→ **What is needed**
Pick out each line in these entries that contains the string "matching".

→ **Task data**
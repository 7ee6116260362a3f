//! Vote and unvote, gated on a logged-in user.

use crate::error::AppError;
use crate::models::{VoteOutcome, Voter};
use crate::state::AppState;
use axum::{
    extract::{Path, State},
    Json,
};

fn parse_tool_id(id_str: &str) -> Result<i64, AppError> {
    id_str
        .trim()
        .parse()
        .map_err(|_| AppError::BadRequest(format!("invalid tool id: {}", id_str)))
}

/// `POST /api/tools/:id/vote`.
pub async fn vote(
    State(state): State<AppState>,
    voter: Voter,
    Path(id_str): Path<String>,
) -> Result<Json<VoteOutcome>, AppError> {
    let tool_id = parse_tool_id(&id_str)?;
    Ok(Json(state.store.vote(voter, tool_id).await?))
}

/// `DELETE /api/tools/:id/vote`.
pub async fn unvote(
    State(state): State<AppState>,
    voter: Voter,
    Path(id_str): Path<String>,
) -> Result<Json<VoteOutcome>, AppError> {
    let tool_id = parse_tool_id(&id_str)?;
    Ok(Json(state.store.unvote(voter, tool_id).await?))
}
//! In-process ToolStore with the same ordering and matching rules as the SQL queries.
//! Backs the test suite and local demos without a database.

use super::ToolStore;
use crate::error::AppError;
use crate::models::{Category, CategorySummary, Tool, ToolCategory, VoteOutcome, Voter};
use crate::pagination::Page;
use crate::search::SearchTerm;
use crate::view::EntriesView;
use async_trait::async_trait;
use chrono::{DateTime, Utc};
use std::collections::{BTreeMap, BTreeSet, HashSet};
use std::sync::{RwLock, RwLockReadGuard, RwLockWriteGuard};
use uuid::Uuid;

/// Fields of a tool inserted by [`MemoryStore::add_tool`].
#[derive(Clone, Debug, Default)]
pub struct NewTool {
    pub name: String,
    pub description: Option<String>,
    pub website_url: Option<String>,
    pub github_url: Option<String>,
    pub submitted_by: Option<String>,
    pub upvotes: i32,
    pub created_at: Option<DateTime<Utc>>,
}

impl NewTool {
    pub fn named(name: impl Into<String>) -> Self {
        NewTool {
            name: name.into(),
            ..Default::default()
        }
    }
}

#[derive(Default)]
struct Inner {
    tools: BTreeMap<i64, Tool>,
    categories: BTreeMap<i64, Category>,
    links: BTreeSet<(i64, i64)>,
    votes: HashSet<(Uuid, i64)>,
    next_tool_id: i64,
    next_category_id: i64,
}

impl Inner {
    fn with_categories(&self, tool: &Tool) -> Tool {
        let mut categories: Vec<CategorySummary> = self
            .links
            .iter()
            .filter(|(t, _)| *t == tool.id)
            .filter_map(|(_, c)| self.categories.get(c).map(Category::summary))
            .collect();
        categories.sort_by(|a, b| a.category_name.cmp(&b.category_name));
        Tool {
            categories,
            ..tool.clone()
        }
    }

    fn ordered(&self, view: EntriesView) -> Vec<&Tool> {
        let mut tools: Vec<&Tool> = self.tools.values().collect();
        match view {
            EntriesView::Standard => tools.sort_by(|a, b| b.upvotes.cmp(&a.upvotes).then(a.id.cmp(&b.id))),
            EntriesView::RecentlyAdded => {
                tools.sort_by(|a, b| b.created_at.cmp(&a.created_at).then(b.id.cmp(&a.id)))
            }
        }
        tools
    }

    fn page_of<'a>(&self, tools: impl Iterator<Item = &'a Tool>, page: Page) -> Vec<Tool> {
        tools
            .skip(page.offset() as usize)
            .take(page.limit() as usize)
            .map(|t| self.with_categories(t))
            .collect()
    }
}

#[derive(Default)]
pub struct MemoryStore {
    inner: RwLock<Inner>,
}

impl MemoryStore {
    pub fn new() -> Self {
        Self::default()
    }

    fn read(&self) -> RwLockReadGuard<'_, Inner> {
        self.inner.read().unwrap_or_else(|e| e.into_inner())
    }

    fn write(&self) -> RwLockWriteGuard<'_, Inner> {
        self.inner.write().unwrap_or_else(|e| e.into_inner())
    }

    /// Insert a tool; ids are assigned sequentially from 1.
    pub fn add_tool(&self, new: NewTool) -> Tool {
        let mut inner = self.write();
        inner.next_tool_id += 1;
        let tool = Tool {
            id: inner.next_tool_id,
            name: new.name,
            description: new.description,
            website_url: new.website_url,
            github_url: new.github_url,
            submitted_by: new.submitted_by,
            upvotes: new.upvotes.max(0),
            created_at: new.created_at.unwrap_or_else(Utc::now),
            categories: Vec::new(),
        };
        inner.tools.insert(tool.id, tool.clone());
        tool
    }

    pub fn add_category(&self, name: &str, icon: Option<&str>, description: Option<&str>) -> Category {
        let mut inner = self.write();
        inner.next_category_id += 1;
        let category = Category {
            id: inner.next_category_id,
            category_name: name.to_string(),
            category_icon: icon.map(str::to_string),
            category_description: description.map(str::to_string),
        };
        inner.categories.insert(category.id, category.clone());
        category
    }

    /// Tag a tool with a category. Unknown ids are ignored, like a foreign key would reject them.
    pub fn tag(&self, tool_id: i64, category_id: i64) {
        let mut inner = self.write();
        if inner.tools.contains_key(&tool_id) && inner.categories.contains_key(&category_id) {
            inner.links.insert((tool_id, category_id));
        }
    }

    fn set_vote(&self, voter: Voter, tool_id: i64, voted: bool) -> Result<VoteOutcome, AppError> {
        let mut inner = self.write();
        if !inner.tools.contains_key(&tool_id) {
            return Err(AppError::NotFound(format!("tool {}", tool_id)));
        }
        let changed = if voted {
            inner.votes.insert((voter.0, tool_id))
        } else {
            inner.votes.remove(&(voter.0, tool_id))
        };
        let tool = inner
            .tools
            .get_mut(&tool_id)
            .ok_or_else(|| AppError::NotFound(format!("tool {}", tool_id)))?;
        if changed {
            let delta = if voted { 1 } else { -1 };
            tool.upvotes = (tool.upvotes + delta).max(0);
        }
        Ok(VoteOutcome {
            tool_id,
            upvotes: tool.upvotes,
            voted,
            changed,
        })
    }
}

#[async_trait]
impl ToolStore for MemoryStore {
    async fn search(&self, term: &SearchTerm, page: Page) -> Result<Vec<Tool>, AppError> {
        let inner = self.read();
        let matching = inner
            .ordered(EntriesView::Standard)
            .into_iter()
            .filter(|t| term.matches(&t.name) || t.description.as_deref().is_some_and(|d| term.matches(d)));
        Ok(inner.page_of(matching, page))
    }

    async fn entries(&self, view: EntriesView, page: Page) -> Result<Vec<Tool>, AppError> {
        let inner = self.read();
        Ok(inner.page_of(inner.ordered(view).into_iter(), page))
    }

    async fn count(&self) -> Result<u64, AppError> {
        Ok(self.read().tools.len() as u64)
    }

    async fn category(&self, id: i64) -> Result<Option<Category>, AppError> {
        Ok(self.read().categories.get(&id).cloned())
    }

    async fn category_results(&self, id: i64) -> Result<Vec<ToolCategory>, AppError> {
        let inner = self.read();
        Ok(inner
            .links
            .iter()
            .filter(|(_, c)| *c == id)
            .filter_map(|(t, c)| {
                inner.tools.get(t).map(|tool| ToolCategory {
                    tool_id: *t,
                    category_id: *c,
                    tools: inner.with_categories(tool),
                })
            })
            .collect())
    }

    async fn vote(&self, voter: Voter, tool_id: i64) -> Result<VoteOutcome, AppError> {
        self.set_vote(voter, tool_id, true)
    }

    async fn unvote(&self, voter: Voter, tool_id: i64) -> Result<VoteOutcome, AppError> {
        self.set_vote(voter, tool_id, false)
    }

    async fn ping(&self) -> Result<(), AppError> {
        Ok(())
    }
}

#[cfg(test)]
mod tests {
    use super::*;
    use chrono::TimeZone;

    fn at(day: u32) -> Option<DateTime<Utc>> {
        Some(Utc.with_ymd_and_hms(2024, 1, day, 12, 0, 0).unwrap())
    }

    fn seeded() -> MemoryStore {
        let store = MemoryStore::new();
        store.add_tool(NewTool { upvotes: 5, created_at: at(1), description: Some("container runtime".into()), ..NewTool::named("Docker") });
        store.add_tool(NewTool { upvotes: 9, created_at: at(3), ..NewTool::named("ripgrep") });
        store.add_tool(NewTool { upvotes: 5, created_at: at(2), ..NewTool::named("Podman") });
        store
    }

    #[tokio::test]
    async fn standard_view_orders_by_votes_then_id() {
        let store = seeded();
        let names: Vec<_> = store
            .entries(EntriesView::Standard, Page::FIRST)
            .await
            .unwrap()
            .into_iter()
            .map(|t| t.name)
            .collect();
        assert_eq!(names, ["ripgrep", "Docker", "Podman"]);
    }

    #[tokio::test]
    async fn recently_added_view_orders_by_creation() {
        let store = seeded();
        let names: Vec<_> = store
            .entries(EntriesView::RecentlyAdded, Page::FIRST)
            .await
            .unwrap()
            .into_iter()
            .map(|t| t.name)
            .collect();
        assert_eq!(names, ["ripgrep", "Podman", "Docker"]);
    }

    #[tokio::test]
    async fn pages_hold_ten_rows() {
        let store = MemoryStore::new();
        for i in 0..23 {
            store.add_tool(NewTool::named(format!("tool-{i:02}")));
        }
        assert_eq!(store.entries(EntriesView::Standard, Page::new(1)).await.unwrap().len(), 10);
        assert_eq!(store.entries(EntriesView::Standard, Page::new(3)).await.unwrap().len(), 3);
        assert!(store.entries(EntriesView::Standard, Page::new(4)).await.unwrap().is_empty());
        assert_eq!(store.count().await.unwrap(), 23);
    }

    #[tokio::test]
    async fn search_matches_name_and_description() {
        let store = seeded();
        let hits = store.search(&SearchTerm::parse("CONTAINER"), Page::FIRST).await.unwrap();
        assert_eq!(hits.len(), 1);
        assert_eq!(hits[0].name, "Docker");

        let hits = store.search(&SearchTerm::parse("grep"), Page::FIRST).await.unwrap();
        assert_eq!(hits[0].name, "ripgrep");
    }

    #[tokio::test]
    async fn categories_attach_sorted_by_name() {
        let store = seeded();
        let cli = store.add_category("CLI", Some("terminal"), None);
        let search = store.add_category("Applications", None, None);
        store.tag(2, cli.id);
        store.tag(2, search.id);
        store.tag(99, cli.id);

        let results = store.category_results(cli.id).await.unwrap();
        assert_eq!(results.len(), 1);
        assert_eq!(results[0].tool_id, 2);
        let names: Vec<_> = results[0].tools.categories.iter().map(|c| c.category_name.as_str()).collect();
        assert_eq!(names, ["Applications", "CLI"]);
    }

    #[tokio::test]
    async fn votes_are_idempotent_and_floor_at_zero() {
        let store = seeded();
        let voter = Voter(Uuid::new_v4());

        let first = store.vote(voter, 1).await.unwrap();
        assert!(first.changed);
        assert_eq!(first.upvotes, 6);
        let again = store.vote(voter, 1).await.unwrap();
        assert!(!again.changed);
        assert_eq!(again.upvotes, 6);

        let removed = store.unvote(voter, 1).await.unwrap();
        assert!(removed.changed && !removed.voted);
        assert_eq!(removed.upvotes, 5);
        let removed_again = store.unvote(voter, 1).await.unwrap();
        assert!(!removed_again.changed);
        assert_eq!(removed_again.upvotes, 5);

        assert!(matches!(store.vote(voter, 42).await, Err(AppError::NotFound(_))));
    }
}
//! Process settings read from environment variables.

use crate::error::ConfigError;
use regex::Regex;
use std::net::SocketAddr;
use std::sync::OnceLock;

pub const DEFAULT_DATABASE_URL: &str = "postgres://localhost/tooldb";
pub const DEFAULT_BIND: &str = "0.0.0.0:3000";
pub const DEFAULT_SCHEMA: &str = "tooldb";
pub const DEFAULT_MAX_CONNECTIONS: u32 = 5;
pub const DEFAULT_BODY_LIMIT: usize = 64 * 1024;

#[derive(Clone, Debug)]
pub struct Settings {
    pub database_url: String,
    pub bind_addr: SocketAddr,
    /// PostgreSQL schema holding the tooldb tables.
    pub schema: String,
    pub max_connections: u32,
    /// Maximum accepted request body in bytes.
    pub body_limit: usize,
}

impl Settings {
    /// Read `DATABASE_URL`, `TOOLDB_BIND`, `TOOLDB_SCHEMA`, `TOOLDB_MAX_CONNECTIONS` and `TOOLDB_BODY_LIMIT`.
    pub fn from_env() -> Result<Self, ConfigError> {
        Self::from_lookup(|key| std::env::var(key).ok())
    }

    /// Same as [`Settings::from_env`] with an arbitrary key lookup.
    pub fn from_lookup<F>(lookup: F) -> Result<Self, ConfigError>
    where
        F: Fn(&str) -> Option<String>,
    {
        let get = |key: &str| lookup(key).map(|v| v.trim().to_string()).filter(|v| !v.is_empty());

        let database_url = get("DATABASE_URL").unwrap_or_else(|| DEFAULT_DATABASE_URL.into());

        let bind = get("TOOLDB_BIND").unwrap_or_else(|| DEFAULT_BIND.into());
        let bind_addr = bind.parse().map_err(|_| ConfigError::Invalid {
            key: "TOOLDB_BIND",
            value: bind.clone(),
        })?;

        let schema = get("TOOLDB_SCHEMA").unwrap_or_else(|| DEFAULT_SCHEMA.into());
        if !is_identifier(&schema) {
            return Err(ConfigError::Invalid {
                key: "TOOLDB_SCHEMA",
                value: schema,
            });
        }

        let max_connections = parse_or("TOOLDB_MAX_CONNECTIONS", get("TOOLDB_MAX_CONNECTIONS"), DEFAULT_MAX_CONNECTIONS)?;
        let body_limit = parse_or("TOOLDB_BODY_LIMIT", get("TOOLDB_BODY_LIMIT"), DEFAULT_BODY_LIMIT)?;

        Ok(Settings {
            database_url,
            bind_addr,
            schema,
            max_connections,
            body_limit,
        })
    }
}

fn parse_or<T: std::str::FromStr>(key: &'static str, raw: Option<String>, default: T) -> Result<T, ConfigError> {
    match raw {
        None => Ok(default),
        Some(v) => v.parse().map_err(|_| ConfigError::Invalid { key, value: v }),
    }
}

/// Plain, unquoted PostgreSQL identifier.
pub fn is_identifier(s: &str) -> bool {
    static IDENT: OnceLock<Regex> = OnceLock::new();
    IDENT
        .get_or_init(|| Regex::new(r"^[A-Za-z_][A-Za-z0-9_]*$").expect("static regex"))
        .is_match(s)
}

#[cfg(test)]
mod tests {
    use super::*;
    use std::collections::HashMap;

    fn settings(vars: &[(&str, &str)]) -> Result<Settings, ConfigError> {
        let map: HashMap<String, String> = vars.iter().map(|(k, v)| (k.to_string(), v.to_string())).collect();
        Settings::from_lookup(|k| map.get(k).cloned())
    }

    #[test]
    fn defaults_apply_when_unset() {
        let s = settings(&[]).unwrap();
        assert_eq!(s.database_url, DEFAULT_DATABASE_URL);
        assert_eq!(s.bind_addr.port(), 3000);
        assert_eq!(s.schema, "tooldb");
        assert_eq!(s.max_connections, 5);
        assert_eq!(s.body_limit, DEFAULT_BODY_LIMIT);
    }

    #[test]
    fn overrides_are_read() {
        let s = settings(&[
            ("DATABASE_URL", "postgres://db/tools"),
            ("TOOLDB_BIND", "127.0.0.1:8080"),
            ("TOOLDB_SCHEMA", "directory"),
            ("TOOLDB_MAX_CONNECTIONS", "12"),
        ])
        .unwrap();
        assert_eq!(s.database_url, "postgres://db/tools");
        assert_eq!(s.bind_addr.to_string(), "127.0.0.1:8080");
        assert_eq!(s.schema, "directory");
        assert_eq!(s.max_connections, 12);
    }

    #[test]
    fn blank_values_fall_back_to_defaults() {
        let s = settings(&[("TOOLDB_SCHEMA", "   ")]).unwrap();
        assert_eq!(s.schema, DEFAULT_SCHEMA);
    }

    #[test]
    fn rejects_bad_values() {
        assert!(matches!(
            settings(&[("TOOLDB_BIND", "nowhere")]),
            Err(ConfigError::Invalid { key: "TOOLDB_BIND", .. })
        ));
        assert!(matches!(
            settings(&[("TOOLDB_SCHEMA", "tool\"db")]),
            Err(ConfigError::Invalid { key: "TOOLDB_SCHEMA", .. })
        ));
        assert!(matches!(
            settings(&[("TOOLDB_MAX_CONNECTIONS", "many")]),
            Err(ConfigError::Invalid { key: "TOOLDB_MAX_CONNECTIONS", .. })
        ));
    }
}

→ **Expected answer**
//! In-process ToolStore with the same ordering and matching rules as the SQL queries.
        let matching = inner
        Ok(inner.page_of(matching, page))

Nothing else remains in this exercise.